Exercise prompt: Search the data for the word "Geometric" and copy every line where it occurs.

(Extracted records)
>>>
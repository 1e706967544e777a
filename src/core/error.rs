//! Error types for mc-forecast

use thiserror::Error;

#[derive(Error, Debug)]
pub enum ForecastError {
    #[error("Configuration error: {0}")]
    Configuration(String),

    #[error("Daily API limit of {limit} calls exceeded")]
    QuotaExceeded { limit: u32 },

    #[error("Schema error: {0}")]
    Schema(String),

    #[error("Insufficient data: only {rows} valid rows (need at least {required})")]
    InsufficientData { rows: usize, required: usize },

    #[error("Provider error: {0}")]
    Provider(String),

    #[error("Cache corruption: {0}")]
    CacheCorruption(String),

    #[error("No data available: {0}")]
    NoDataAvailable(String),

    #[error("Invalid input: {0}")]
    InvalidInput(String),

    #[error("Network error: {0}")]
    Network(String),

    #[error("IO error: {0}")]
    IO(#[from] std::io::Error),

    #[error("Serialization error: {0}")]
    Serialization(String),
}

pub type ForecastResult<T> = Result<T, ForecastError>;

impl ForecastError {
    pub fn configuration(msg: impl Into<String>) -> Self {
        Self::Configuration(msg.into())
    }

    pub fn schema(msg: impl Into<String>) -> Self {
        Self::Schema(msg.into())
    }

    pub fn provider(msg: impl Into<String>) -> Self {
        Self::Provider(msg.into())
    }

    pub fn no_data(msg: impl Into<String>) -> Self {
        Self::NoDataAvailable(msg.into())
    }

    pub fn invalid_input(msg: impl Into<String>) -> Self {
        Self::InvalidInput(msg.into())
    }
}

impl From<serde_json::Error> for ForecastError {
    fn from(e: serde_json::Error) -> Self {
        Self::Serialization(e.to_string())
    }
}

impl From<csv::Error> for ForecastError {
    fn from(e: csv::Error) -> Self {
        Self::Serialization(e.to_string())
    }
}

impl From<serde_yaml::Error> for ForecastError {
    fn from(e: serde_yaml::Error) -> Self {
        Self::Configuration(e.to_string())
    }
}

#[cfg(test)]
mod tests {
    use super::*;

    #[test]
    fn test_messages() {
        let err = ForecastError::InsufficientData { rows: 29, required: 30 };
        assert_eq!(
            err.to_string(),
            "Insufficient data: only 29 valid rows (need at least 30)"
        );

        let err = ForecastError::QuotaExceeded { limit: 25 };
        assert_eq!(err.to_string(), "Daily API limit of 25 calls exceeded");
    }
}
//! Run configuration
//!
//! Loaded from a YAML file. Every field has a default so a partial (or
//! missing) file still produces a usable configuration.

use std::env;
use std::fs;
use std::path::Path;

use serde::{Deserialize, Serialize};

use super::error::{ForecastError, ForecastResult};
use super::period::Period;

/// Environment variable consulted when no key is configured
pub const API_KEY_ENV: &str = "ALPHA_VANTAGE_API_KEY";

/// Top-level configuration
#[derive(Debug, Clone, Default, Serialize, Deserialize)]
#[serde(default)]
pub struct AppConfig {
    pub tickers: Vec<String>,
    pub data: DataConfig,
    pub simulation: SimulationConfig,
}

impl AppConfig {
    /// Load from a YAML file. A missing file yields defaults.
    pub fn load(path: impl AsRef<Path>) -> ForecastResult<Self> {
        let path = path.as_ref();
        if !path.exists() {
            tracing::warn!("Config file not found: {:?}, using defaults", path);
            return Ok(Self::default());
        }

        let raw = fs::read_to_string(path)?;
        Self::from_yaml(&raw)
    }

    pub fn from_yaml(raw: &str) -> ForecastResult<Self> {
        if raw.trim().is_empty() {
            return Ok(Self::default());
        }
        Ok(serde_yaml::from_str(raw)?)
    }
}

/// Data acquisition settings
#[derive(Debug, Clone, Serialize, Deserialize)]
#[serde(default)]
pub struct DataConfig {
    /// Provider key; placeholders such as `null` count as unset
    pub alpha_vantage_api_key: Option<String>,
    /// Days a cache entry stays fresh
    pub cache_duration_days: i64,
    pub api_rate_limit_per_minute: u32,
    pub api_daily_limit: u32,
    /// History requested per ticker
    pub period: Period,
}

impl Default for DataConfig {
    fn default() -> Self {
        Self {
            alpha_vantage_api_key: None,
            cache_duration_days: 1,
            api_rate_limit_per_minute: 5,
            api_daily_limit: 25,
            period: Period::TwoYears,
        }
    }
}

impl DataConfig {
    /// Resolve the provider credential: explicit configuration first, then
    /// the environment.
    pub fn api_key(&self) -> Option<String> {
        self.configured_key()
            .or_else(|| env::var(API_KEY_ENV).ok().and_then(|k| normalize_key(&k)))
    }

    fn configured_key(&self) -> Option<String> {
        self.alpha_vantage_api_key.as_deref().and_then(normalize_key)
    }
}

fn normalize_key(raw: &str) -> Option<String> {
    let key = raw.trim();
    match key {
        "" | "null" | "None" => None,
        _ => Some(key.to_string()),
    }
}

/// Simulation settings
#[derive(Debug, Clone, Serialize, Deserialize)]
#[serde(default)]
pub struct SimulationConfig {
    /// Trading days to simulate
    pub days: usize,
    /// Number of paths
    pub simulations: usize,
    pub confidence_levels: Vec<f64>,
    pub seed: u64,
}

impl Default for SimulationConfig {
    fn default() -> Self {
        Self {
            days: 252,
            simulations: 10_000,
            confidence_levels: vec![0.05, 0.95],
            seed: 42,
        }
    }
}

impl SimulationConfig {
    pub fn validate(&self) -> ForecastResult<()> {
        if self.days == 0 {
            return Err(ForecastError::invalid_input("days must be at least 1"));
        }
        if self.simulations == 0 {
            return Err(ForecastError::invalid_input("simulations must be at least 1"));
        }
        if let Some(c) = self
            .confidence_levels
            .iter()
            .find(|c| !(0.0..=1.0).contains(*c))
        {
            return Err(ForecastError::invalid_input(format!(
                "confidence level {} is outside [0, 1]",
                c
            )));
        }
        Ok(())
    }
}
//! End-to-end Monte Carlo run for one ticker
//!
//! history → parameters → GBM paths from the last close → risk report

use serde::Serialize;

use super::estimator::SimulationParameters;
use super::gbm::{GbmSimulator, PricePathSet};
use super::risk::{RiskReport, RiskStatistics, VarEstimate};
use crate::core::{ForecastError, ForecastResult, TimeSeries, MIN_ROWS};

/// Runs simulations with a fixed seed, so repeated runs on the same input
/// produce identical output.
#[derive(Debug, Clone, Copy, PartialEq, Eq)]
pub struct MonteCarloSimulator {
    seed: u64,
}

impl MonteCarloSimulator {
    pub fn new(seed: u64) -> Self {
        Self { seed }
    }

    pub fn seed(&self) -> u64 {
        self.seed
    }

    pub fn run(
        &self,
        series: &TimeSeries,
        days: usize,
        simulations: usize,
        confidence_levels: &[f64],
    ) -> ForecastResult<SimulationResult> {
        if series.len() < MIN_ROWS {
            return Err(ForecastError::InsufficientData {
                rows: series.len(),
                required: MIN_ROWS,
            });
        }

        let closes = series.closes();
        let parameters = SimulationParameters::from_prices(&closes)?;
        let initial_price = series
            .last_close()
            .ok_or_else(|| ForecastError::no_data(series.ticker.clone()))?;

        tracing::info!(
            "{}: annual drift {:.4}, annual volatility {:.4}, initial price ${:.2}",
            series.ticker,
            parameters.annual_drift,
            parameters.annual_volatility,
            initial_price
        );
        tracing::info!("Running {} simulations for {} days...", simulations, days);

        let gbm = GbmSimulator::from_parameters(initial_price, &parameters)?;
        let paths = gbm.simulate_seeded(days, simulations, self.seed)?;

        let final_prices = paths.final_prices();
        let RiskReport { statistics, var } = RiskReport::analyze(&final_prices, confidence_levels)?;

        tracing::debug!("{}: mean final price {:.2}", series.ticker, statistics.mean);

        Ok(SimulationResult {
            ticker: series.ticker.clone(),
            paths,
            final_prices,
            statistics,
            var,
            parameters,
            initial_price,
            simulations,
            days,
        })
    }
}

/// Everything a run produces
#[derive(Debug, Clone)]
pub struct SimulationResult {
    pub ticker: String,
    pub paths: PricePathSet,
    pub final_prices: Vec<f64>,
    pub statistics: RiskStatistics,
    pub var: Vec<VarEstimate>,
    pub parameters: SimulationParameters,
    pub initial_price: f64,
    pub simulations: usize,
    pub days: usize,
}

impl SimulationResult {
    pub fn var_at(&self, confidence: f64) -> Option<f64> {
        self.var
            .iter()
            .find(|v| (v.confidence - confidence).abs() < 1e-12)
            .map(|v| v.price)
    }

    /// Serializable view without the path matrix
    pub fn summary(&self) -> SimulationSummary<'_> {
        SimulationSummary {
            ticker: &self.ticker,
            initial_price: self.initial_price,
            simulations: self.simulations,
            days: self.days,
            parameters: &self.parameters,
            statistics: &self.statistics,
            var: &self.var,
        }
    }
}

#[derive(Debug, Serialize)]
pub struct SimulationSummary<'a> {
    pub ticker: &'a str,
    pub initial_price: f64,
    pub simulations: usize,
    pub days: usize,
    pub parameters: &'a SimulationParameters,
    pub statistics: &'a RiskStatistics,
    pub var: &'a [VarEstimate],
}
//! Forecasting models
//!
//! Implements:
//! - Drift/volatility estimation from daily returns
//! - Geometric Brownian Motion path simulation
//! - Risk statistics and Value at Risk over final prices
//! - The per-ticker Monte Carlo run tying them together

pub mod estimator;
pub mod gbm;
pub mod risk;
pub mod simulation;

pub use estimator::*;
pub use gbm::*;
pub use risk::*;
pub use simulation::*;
<<<
>>>
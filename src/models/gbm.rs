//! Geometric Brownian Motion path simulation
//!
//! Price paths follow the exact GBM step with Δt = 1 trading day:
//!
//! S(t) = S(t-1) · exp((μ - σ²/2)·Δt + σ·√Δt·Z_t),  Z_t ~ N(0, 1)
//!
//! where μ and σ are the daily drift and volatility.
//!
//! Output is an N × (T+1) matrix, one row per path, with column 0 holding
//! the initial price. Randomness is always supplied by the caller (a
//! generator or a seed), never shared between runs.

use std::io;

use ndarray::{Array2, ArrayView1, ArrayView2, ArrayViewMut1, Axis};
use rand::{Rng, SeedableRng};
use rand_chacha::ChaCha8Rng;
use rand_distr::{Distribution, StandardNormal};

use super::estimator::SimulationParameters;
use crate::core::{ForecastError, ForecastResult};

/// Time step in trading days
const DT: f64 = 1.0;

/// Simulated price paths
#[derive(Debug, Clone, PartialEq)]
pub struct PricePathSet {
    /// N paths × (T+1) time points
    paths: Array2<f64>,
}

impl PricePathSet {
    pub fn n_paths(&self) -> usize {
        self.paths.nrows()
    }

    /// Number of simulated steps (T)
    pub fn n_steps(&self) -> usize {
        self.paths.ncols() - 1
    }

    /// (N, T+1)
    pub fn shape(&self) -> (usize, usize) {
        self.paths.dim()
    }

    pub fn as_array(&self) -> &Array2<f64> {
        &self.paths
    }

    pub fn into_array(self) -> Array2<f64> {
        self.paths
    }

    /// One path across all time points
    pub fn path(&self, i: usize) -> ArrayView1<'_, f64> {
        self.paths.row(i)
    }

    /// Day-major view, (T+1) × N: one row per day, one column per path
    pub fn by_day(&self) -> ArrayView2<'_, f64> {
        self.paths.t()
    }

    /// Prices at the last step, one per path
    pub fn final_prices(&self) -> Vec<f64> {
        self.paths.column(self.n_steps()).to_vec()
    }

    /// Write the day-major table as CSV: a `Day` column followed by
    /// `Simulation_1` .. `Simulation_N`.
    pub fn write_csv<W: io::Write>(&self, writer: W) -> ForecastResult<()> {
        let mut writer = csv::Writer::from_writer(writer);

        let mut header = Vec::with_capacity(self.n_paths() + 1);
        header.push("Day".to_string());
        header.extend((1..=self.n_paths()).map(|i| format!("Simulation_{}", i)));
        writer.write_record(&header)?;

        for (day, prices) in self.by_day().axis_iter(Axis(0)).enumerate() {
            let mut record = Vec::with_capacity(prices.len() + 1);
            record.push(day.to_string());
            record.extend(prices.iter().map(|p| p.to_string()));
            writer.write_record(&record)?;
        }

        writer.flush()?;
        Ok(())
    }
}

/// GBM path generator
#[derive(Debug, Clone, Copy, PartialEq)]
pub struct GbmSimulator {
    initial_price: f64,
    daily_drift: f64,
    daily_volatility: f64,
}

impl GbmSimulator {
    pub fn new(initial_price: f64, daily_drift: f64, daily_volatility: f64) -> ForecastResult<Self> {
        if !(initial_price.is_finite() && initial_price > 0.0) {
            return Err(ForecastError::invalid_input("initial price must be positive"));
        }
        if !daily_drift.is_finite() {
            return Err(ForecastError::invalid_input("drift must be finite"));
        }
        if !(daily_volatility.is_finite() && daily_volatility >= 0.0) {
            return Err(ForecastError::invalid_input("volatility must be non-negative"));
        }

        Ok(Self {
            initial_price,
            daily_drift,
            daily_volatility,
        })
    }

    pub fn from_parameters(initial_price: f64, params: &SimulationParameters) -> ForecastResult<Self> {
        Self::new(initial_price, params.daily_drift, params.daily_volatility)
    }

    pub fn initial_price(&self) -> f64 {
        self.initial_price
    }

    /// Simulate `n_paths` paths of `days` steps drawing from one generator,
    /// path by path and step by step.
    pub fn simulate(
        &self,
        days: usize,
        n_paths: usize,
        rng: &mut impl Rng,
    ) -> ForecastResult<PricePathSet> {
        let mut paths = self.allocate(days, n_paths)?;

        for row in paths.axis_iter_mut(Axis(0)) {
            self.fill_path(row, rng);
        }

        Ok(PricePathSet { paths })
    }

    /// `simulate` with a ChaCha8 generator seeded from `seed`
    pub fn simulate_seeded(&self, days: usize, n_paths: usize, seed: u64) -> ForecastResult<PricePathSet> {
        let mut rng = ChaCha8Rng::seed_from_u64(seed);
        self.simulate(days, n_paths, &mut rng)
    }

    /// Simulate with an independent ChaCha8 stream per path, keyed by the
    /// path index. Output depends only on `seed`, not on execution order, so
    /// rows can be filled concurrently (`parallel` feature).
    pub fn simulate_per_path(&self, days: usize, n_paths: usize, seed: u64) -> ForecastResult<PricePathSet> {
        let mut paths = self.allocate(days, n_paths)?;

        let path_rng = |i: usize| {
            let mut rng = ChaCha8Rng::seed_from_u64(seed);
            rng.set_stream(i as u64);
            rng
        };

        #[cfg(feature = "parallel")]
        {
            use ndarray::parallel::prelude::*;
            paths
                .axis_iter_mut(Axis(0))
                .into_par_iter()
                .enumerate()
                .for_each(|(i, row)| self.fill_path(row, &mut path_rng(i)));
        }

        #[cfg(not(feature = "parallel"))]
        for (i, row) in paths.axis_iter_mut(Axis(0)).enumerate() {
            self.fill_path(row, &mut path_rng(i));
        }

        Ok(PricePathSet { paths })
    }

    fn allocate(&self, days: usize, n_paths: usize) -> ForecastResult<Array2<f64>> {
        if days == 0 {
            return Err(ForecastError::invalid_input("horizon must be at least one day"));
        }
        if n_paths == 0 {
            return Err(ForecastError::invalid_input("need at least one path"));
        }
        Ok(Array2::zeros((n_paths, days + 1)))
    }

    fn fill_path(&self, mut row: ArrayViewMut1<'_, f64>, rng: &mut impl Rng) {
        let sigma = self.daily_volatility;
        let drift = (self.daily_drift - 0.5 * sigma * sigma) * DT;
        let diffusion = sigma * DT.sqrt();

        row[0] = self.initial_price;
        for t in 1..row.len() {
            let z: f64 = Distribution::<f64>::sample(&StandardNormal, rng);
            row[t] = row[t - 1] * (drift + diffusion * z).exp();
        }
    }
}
<<<
Written response:
//! - Geometric Brownian Motion path simulation
//! Geometric Brownian Motion path simulation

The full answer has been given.